Golden State consumers are schlepping groceries in their arms as if they’ve been sent backward to the pre-bag era, sucking on paper straws that quickly become sodden and useless, and smuggling plastic bags across the state line. Some Californians even take their own steel straws into restaurants. The Los Angeles Times reports that the plastic straw ban has created “a cottage industry of upscale straws and elegant carrying cases, along with such necessities as cleaning brushes, straw squeegees and dental-friendly silicone straw tips.”

Virtue-signaling flourishes in such an environment. Shoppers flaunt their reusable bags (which might carry disease), big business parades its green credentials, and lawmakers seek the approval of likeminded thinkers by enacting bans. Then-governor Jerry Brown acknowledged that “plastic has helped advance innovation in our society” when he signed the plastic straw ban last year.
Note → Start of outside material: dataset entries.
// src/sources/direct.rs
//! Plain HTTP page fetch. Free, so it goes first; anti-bot pages are
//! classified as failures so the resolver moves on to the paid backends.

use std::time::Duration;

use async_trait::async_trait;
use reqwest::header::{HeaderMap, HeaderValue, ACCEPT, ACCEPT_LANGUAGE, USER_AGENT};
use scraper::Html;

use super::{PageBackend, ScrapedPage};
use crate::error::{ExtractError, ExtractResult};

pub const DIRECT_FETCH: &str = "direct-fetch";

const DIRECT_TIMEOUT: Duration = Duration::from_secs(15);
const BROWSER_UA: &str = "Mozilla/5.0 (Windows NT 10.0; Win64; x64) AppleWebKit/537.36 \
    (KHTML, like Gecko) Chrome/124.0 Safari/537.36";
/// Below this size a product page is almost certainly an interstitial.
const MIN_PAGE_BYTES: usize = 512;

/// Phrases an interstitial shows the visitor. Matched against visible text
/// only: ordinary pages load captcha widgets in scripts.
const BLOCK_PHRASES: &[&str] = &[
    "captcha",
    "are you a robot",
    "robot check",
    "verify you are human",
    "just a moment",
    "access denied",
    "request blocked",
];

/// Markup that only challenge pages carry.
const CHALLENGE_SIGNATURES: &[&str] = &[
    "_cf_chl_opt",
    "cf-browser-verification",
    "id=\"challenge-form\"",
];

const VISIBLE_TEXT_CHARS: usize = 4_000;
const SIGNATURE_SCAN_CHARS: usize = 8_000;

pub struct DirectFetcher {
    http: reqwest::Client,
    timeout: Duration,
}

impl Default for DirectFetcher {
    fn default() -> Self {
        Self::new()
    }
}

impl DirectFetcher {
    pub fn new() -> Self {
        let mut headers = HeaderMap::new();
        headers.insert(USER_AGENT, HeaderValue::from_static(BROWSER_UA));
        headers.insert(
            ACCEPT,
            HeaderValue::from_static("text/html,application/xhtml+xml;q=0.9,*/*;q=0.8"),
        );
        headers.insert(
            ACCEPT_LANGUAGE,
            HeaderValue::from_static("pt-BR,pt;q=0.9,en-US;q=0.8,en;q=0.7"),
        );
        let http = reqwest::Client::builder()
            .default_headers(headers)
            .redirect(reqwest::redirect::Policy::limited(8))
            .build()
            .unwrap_or_else(|_| reqwest::Client::new());
        Self {
            http,
            timeout: DIRECT_TIMEOUT,
        }
    }

    pub async fn fetch(&self, url: &str) -> ExtractResult<ScrapedPage> {
        let send = self.http.get(url).send();
        let resp = tokio::time::timeout(self.timeout, send)
            .await
            .map_err(|_| ExtractError::Timeout(self.timeout))?
            .map_err(|e| ExtractError::from_reqwest(DIRECT_FETCH, &e))?;
        let final_url = resp.url().to_string();
        let resp = super::ensure_success(DIRECT_FETCH, resp).await?;
        let html = resp
            .text()
            .await
            .map_err(|e| ExtractError::from_reqwest(DIRECT_FETCH, &e))?;
        check_not_blocked(&html)?;
        Ok(ScrapedPage::new(html, final_url))
    }
}

/// Reject interstitials (captcha walls, bot checks, empty shells).
pub fn check_not_blocked(html: &str) -> ExtractResult<()> {
    if html.len() < MIN_PAGE_BYTES {
        return Err(ExtractError::InvalidResponse(format!(
            "{DIRECT_FETCH}: page too small ({} bytes)",
            html.len()
        )));
    }
    // Only the leading text counts; product copy further down may mention them.
    let visible = visible_text(html, VISIBLE_TEXT_CHARS);
    let raw: String = html
        .chars()
        .take(SIGNATURE_SCAN_CHARS)
        .collect::<String>()
        .to_lowercase();
    let marker = BLOCK_PHRASES
        .iter()
        .find(|m| visible.contains(*m))
        .or_else(|| CHALLENGE_SIGNATURES.iter().find(|m| raw.contains(*m)));
    if let Some(marker) = marker {
        return Err(ExtractError::Forbidden(format!(
            "{DIRECT_FETCH}: blocked ({marker})"
        )));
    }
    Ok(())
}

/// Lowercased text a visitor would read (title included), skipping script,
/// style and template contents.
fn visible_text(html: &str, max_chars: usize) -> String {
    let doc = Html::parse_document(html);
    let mut out = String::new();
    for node in doc.tree.root().descendants() {
        let Some(text) = node.value().as_text() else {
            continue;
        };
        let hidden = node
            .parent()
            .and_then(|p| p.value().as_element())
            .is_some_and(|e| matches!(e.name(), "script" | "style" | "noscript" | "template"));
        if hidden {
            continue;
        }
        out.push_str(text);
        out.push(' ');
        if out.len() >= max_chars {
            break;
        }
    }
    out.to_lowercase()
}

#[async_trait]
impl PageBackend for DirectFetcher {
    async fn fetch_page(&self, url: &str) -> ExtractResult<ScrapedPage> {
        self.fetch(url).await
    }

    fn name(&self) -> &'static str {
        DIRECT_FETCH
    }

    fn is_available(&self) -> bool {
        true
    }
}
Then he scolded residents for our “infatuation with single-use convenience,” which has “led to disastrous consequences.”

The idea that plastic consumer goods cause a good deal of global pollution drives much of this regulation and prohibition. “Plastics, in all forms—straws, bottles, packaging, bags, etc.—are choking the planet,” Brown said at his bill signing. But the legend of plastic obscures its more mundane reality. The Great Pacific Garbage Patch has become a rallying point for environmentalists, but it’s made up mostly of lost fishing gear, “not plastic bottles or packaging,” National Geographic reports. Contrary to popular wisdom, the patch can’t be seen from outer space.

Ideally, of course, there would be no plastic in the ocean and none littering our land, beaches, city streets, and public spaces. But domestic bans can do little to reverse the buildup of plastic in the environment. Almost none of the plastic in the oceans comes from California. An analysis by Germany’s Hemholtz Centre for Environmental Research found that roughly 90 percent of ocean plastic enters the ocean via ten rivers—eight in Asia and two in Africa. Only about 1 percent of all plastic in the oceans is from the U.S.; California’s “contribution” to the mess is negligible.

The story with plastic straws is similar. Of that 1 percent, just “a tiny amount comes from plastic straws,” notes Reason TV’s Kristin Tate. The often-cited estimate that more than “500 million plastic straws are used each day” in the U.S. was made by a nine-year-old Vermont boy as part of a school project. The real number, according to Technomic, a food-service consulting company, is 170 million to 175 million.

As for plastic-bag pollution, Steven Stein, principal of Environmental Resources Planning, found that such bags make up only .04 percent of visible litter in San Jose and .06 percent in San Francisco—close enough to zero that no one would notice the improvement if those figures were, say, cut in half.

A natural solution to the plastic-waste problem could already exist. Microbes that devour plastic have responded to the growth in their food source and may have substantially reduced the amount of plastic in the ocean. The Environmental Defense Fund reports that “microbes eating plastic are already an important reason that the plastics numbers do not add up—the amount of plastic we see in the ocean is much less than the total amount of plastic calculated to have been piled and poured into it.” Genetic engineering of such bacteria could improve their plastic-eating efficiency and reduce the danger even further. 

Applying science to solving problems is apparently no longer fashionable in California, where advocates of a green future view prohibition as the only politically tenable approach. Residents may tire of such dogmatism.